When the International Olympic Committee members selected the western Canadian city of Vancouver and its mountain top sister Whistler as the sites of the 2010 Winter Olympics on July 2, 2003, it did so for many reasons. Geopolitical. A great bid plan. The cosmopolitan nature of the host city and the spectacular alpine views from the resort municipality of Whistler. But the main reason Vancouver was a spectacular choice was buried deep within the bid committee literature and will prove to be the penultimate reason why IOC bid evaluation committee chairman Gerhard Heiberg praised Vancouver's choice as a potential host of the best Olympics ever, ... Expo '86. The Vancouver Games: A Spectacular Choice recounts the bid victory and reasons why Vancouver will host a great Olympic Games. Based on the data from the World's Fair Decision Model project by JDP ECON. See why the outstanding experience of Vancouver with hosting Expo '86 will bode well for the Olympic movement in 2010.

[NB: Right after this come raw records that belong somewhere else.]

#[cfg(test)]
mod tests {
    use super::*;
    use rust_decimal_macros::dec;

    fn claim(total: Decimal, covered: Decimal) -> InsuranceClaim {
        let now = Utc::now();
        InsuranceClaim {
            id: Uuid::new_v4(),
            claim_number: "CLM-0000ABCD".to_string(),
            patient_id: Uuid::new_v4(),
            patient_insurance_id: Uuid::new_v4(),
            target: ClaimTarget::Drug(Uuid::new_v4()),
            total_amount: total,
            approved_amount: None,
            covered_amount: covered,
            patient_amount: total - covered,
            status: ClaimStatus::Pending,
            service_date: now.date_naive(),
            processed_date: None,
            processed_by: None,
            paid_date: None,
            rejection_reason: None,
            notes: None,
            summary_id: None,
            created_by: Uuid::new_v4(),
            created_at: now,
            updated_at: now,
        }
    }

    #[test]
    fn test_percentage_is_clamped() {
        assert_eq!(CategoryCoverage::all(dec!(140)).percentage(), dec!(100));
        assert_eq!(CategoryCoverage::all(dec!(-5)).percentage(), dec!(0));
        assert_eq!(CategoryCoverage::new(CoverageMode::None, dec!(80)).percentage(), dec!(0));
    }

    #[test]
    fn test_insurance_validity_window() {
        let from = NaiveDate::from_ymd_opt(2026, 1, 1).unwrap();
        let to = NaiveDate::from_ymd_opt(2026, 12, 31).unwrap();
        let mut insurance = PatientInsurance {
            id: Uuid::new_v4(),
            patient_id: Uuid::new_v4(),
            hmo_id: Uuid::new_v4(),
            coverage_plan_id: Uuid::new_v4(),
            policy_number: "POL-1".to_string(),
            valid_from: from,
            valid_to: to,
            is_active: true,
            is_verified: true,
        };
        assert!(insurance.is_valid_on(from));
        assert!(insurance.is_valid_on(to));
        assert!(!insurance.is_valid_on(to.succ_opt().unwrap()));

        insurance.is_verified = false;
        assert!(!insurance.is_valid_on(from));
    }

    #[test]
    fn test_rejection_moves_everything_to_patient() {
        let mut claim = claim(dec!(100.00), dec!(70.00));
        claim.reject(Uuid::new_v4(), "not medically necessary".to_string(), Utc::now()).unwrap();
        assert_eq!(claim.status, ClaimStatus::Rejected);
        assert_eq!(claim.covered_amount, dec!(0.00));
        assert_eq!(claim.patient_amount, dec!(100.00));
        assert!(claim.is_balanced());
    }

    #[test]
    fn test_partial_approval_requires_reason() {
        let mut with_reason = claim(dec!(100.00), dec!(70.00));
        with_reason
            .approve(dec!(60.00), Uuid::new_v4(), Some("tariff cap".to_string()), Utc::now())
            .unwrap();
        assert_eq!(with_reason.status, ClaimStatus::PartiallyApproved);
        assert_eq!(with_reason.patient_amount, dec!(40.00));
        assert!(with_reason.is_balanced());

        let mut without_reason = claim(dec!(100.00), dec!(70.00));
        without_reason.approve(dec!(60.00), Uuid::new_v4(), None, Utc::now()).unwrap();
        assert_eq!(without_reason.status, ClaimStatus::Approved);
        assert_eq!(without_reason.approved_amount, Some(dec!(60.00)));
    }

    #[test]
    fn test_approval_rejects_out_of_range_amounts() {
        let mut claim = claim(dec!(100.00), dec!(70.00));
        let by = Uuid::new_v4();
        assert!(matches!(
            claim.approve(dec!(100.01), by, None, Utc::now()),
            Err(InsuranceError::InvalidAmount(_))
        ));
        assert!(matches!(
            claim.approve(dec!(-1), by, None, Utc::now()),
            Err(InsuranceError::InvalidAmount(_))
        ));
        assert!(matches!(
            claim.approve(dec!(10.005), by, None, Utc::now()),
            Err(InsuranceError::InvalidAmount(_))
        ));
        assert_eq!(claim.status, ClaimStatus::Pending);
    }

    #[test]
    fn test_state_machine_is_one_way() {
        let by = Uuid::new_v4();
        let mut claim = claim(dec!(50.00), dec!(25.00));

        assert!(matches!(claim.mark_paid(Utc::now()), Err(InsuranceError::InvalidState { .. })));

        claim.start_processing(Utc::now()).unwrap();
        claim.approve(dec!(50.00), by, None, Utc::now()).unwrap();
        assert!(claim.reject(by, "late".to_string(), Utc::now()).is_err());
        assert!(claim.start_processing(Utc::now()).is_err());

        claim.mark_paid(Utc::now()).unwrap();
        assert_eq!(claim.status, ClaimStatus::Paid);
        match claim.mark_paid(Utc::now()) {
            Err(InsuranceError::InvalidState { status, .. }) => assert_eq!(status, ClaimStatus::Paid),
            other => panic!("expected InvalidState, got {other:?}"),
        }
    }

    #[test]
    fn test_claim_type_round_trips_through_target() {
        let order_id = Uuid::new_v4();
        let target = ClaimTarget::new(ClaimType::Scan, order_id);
        assert_eq!(target, ClaimTarget::Scan(order_id));
        assert_eq!(target.category(), ServiceCategory::Radiology);
        assert_eq!("scan".parse::<ClaimType>(), Ok(ClaimType::Scan));
    }

    #[test]
    fn test_summary_recompute() {
        let claims = [claim(dec!(200.00), dec!(120.00)), claim(dec!(50.00), dec!(0))];
        let mut summary = ClaimSummary::new(Encounter::Admission(Uuid::new_v4()), Uuid::new_v4());
        summary.recompute(claims.iter());
        assert_eq!(summary.claim_count, 2);
        assert_eq!(summary.total_amount, dec!(250.00));
        assert_eq!(summary.covered_amount, dec!(120.00));
        assert_eq!(summary.patient_amount, dec!(130.00));
    }
}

"Published in anticipation of the 2014 Sochi Games, The Complete Book of the Winter Olympics has been expanded to include the rules and scoring for all the upcoming events. The book also looks at the history of each Olympic event from inception to the present day, including discontinued events and the four skating events first featured, before the creation of the Winter Olympics, in the 1908 London Summer Olympics. From speed skating to snowboarding, bobsled to ice hockey, the book gives the medals tables, timings, distances, and scores. But much more than a statistical compendium, the book also offers an abundance of Winter Olympic history, anecdotes, and lore, as authors David Wallechinsky and Jaime Loucky bring alive the most dramatic moments from the Games and celebrating the many extraordinary individuals who have competed."--Publisher's description.
The shiny rings of the Olympic Games have grown tarnished over the years as doping, corruption and other scandals rise to the surface. Those scandals are the tip of the iceberg, according to author Christopher Shaw, the lead spokesperson for several anti-Games groups. Five Ring Circus details the history of how Vancouver won the bid for the 2010 Games, who was involved, and what the real motives were. It describes the role of corporate media in promoting the Games, the machinations of government and business, and the opposition that emerged. Disturbing questions come to light: Why does the IOC pay no taxes? Who are the real estate developers behind the Vancouver bid? Why are mega projects paid for with tax dollars? What are the true costs of the Games? The Olympic Games, once considered the pinnacle of athleticism and fair play, have become a cesspool of greed, backroom deals and the wholesale trampling of civil liberties. In Vancouver, preparations for the 2010 Games have had a substantial negative impact on the environment and has resulted in the "economic cleansing" of the poor and homeless. This book is a cautionary tale for future Olympic bid cities, and will appeal to those concerned about the effects of globalization on many aspects of life.
A timely, no-holds barred, critical political history of the modern Olympic Games The Olympics have a checkered, sometimes scandalous, political history. Jules Boykoff, a former US Olympic team member, takes readers from the event’s nineteenth-century origins, through the Games’ flirtation with Fascism, and into the contemporary era of corporate control. Along the way he recounts vibrant alt-Olympic movements, such as the Workers’ Games and Women’s Games of the 1920s and 1930s as well as athlete-activists and political movements that stood up to challenge the Olympic machine.
When John Furlong and his family emigrated from Ireland in 1974, the customs officer greeted them with "Welcome to Canada. Make us better," an imperative that has defined Furlong's life ever since. A passionate athlete with a track record of community service, he was roped into acting as spokesperson for Vancouver's incipient Olympic bid movement back in 1996, and then spent the next fourteen years living and breathing the Olympics. Furlong and his organizing team, including some 25,000 volunteers, orchestrated a remarkable Winter Games. Patriot Hearts is the story of how they did it.
In Activism and the Olympics, Boykoff provides a critical overview of the Olympic industry and its political opponents in the modern era. After presenting a brief history of Olympic activism, he turns his attention to on-the-ground activism through the lens of the Vancouver 2010 Winter Olympics and the 2012 Summer Olympics in London, drawing from personal interviews with activists, journalists, civil libertarians, and Olympic organizers.